Available data: Begin

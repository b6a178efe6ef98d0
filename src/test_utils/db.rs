use rusqlite::Connection;

use crate::{db::initialize, session::Session};

/// An in-memory database with the application's tables created.
pub(crate) fn get_test_connection() -> Connection {
    let conn = Connection::open_in_memory().expect("Could not open in-memory SQLite database");
    initialize(&conn).expect("Could not initialize database");
    conn
}

/// The session most tests operate as.
pub(crate) fn test_session() -> Session {
    Session::for_email("test@example.com")
}

/// A second user's session, for ownership isolation tests.
pub(crate) fn other_session() -> Session {
    Session::for_email("stranger@example.com")
}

Available data: End

## [Activity]
From the first line to the last, retype the data exactly.

## [Exercise output]
repository b6a178efe6ef98d0
filename src/test_utils/db.rs
use rusqlite::Connection;

use crate::{db::initialize, session::Session};

/// An in-memory database with the application's tables created.
pub(crate) fn get_test_connection() -> Connection {
    let conn = Connection::open_in_memory().expect("Could not open in-memory SQLite database");
    initialize(&conn).expect("Could not initialize database");
    conn
}

/// The session most tests operate as.
pub(crate) fn test_session() -> Session {
    Session::for_email("test@example.com")
}

/// A second user's session, for ownership isolation tests.
pub(crate) fn other_session() -> Session {
    Session::for_email("stranger@example.com")
}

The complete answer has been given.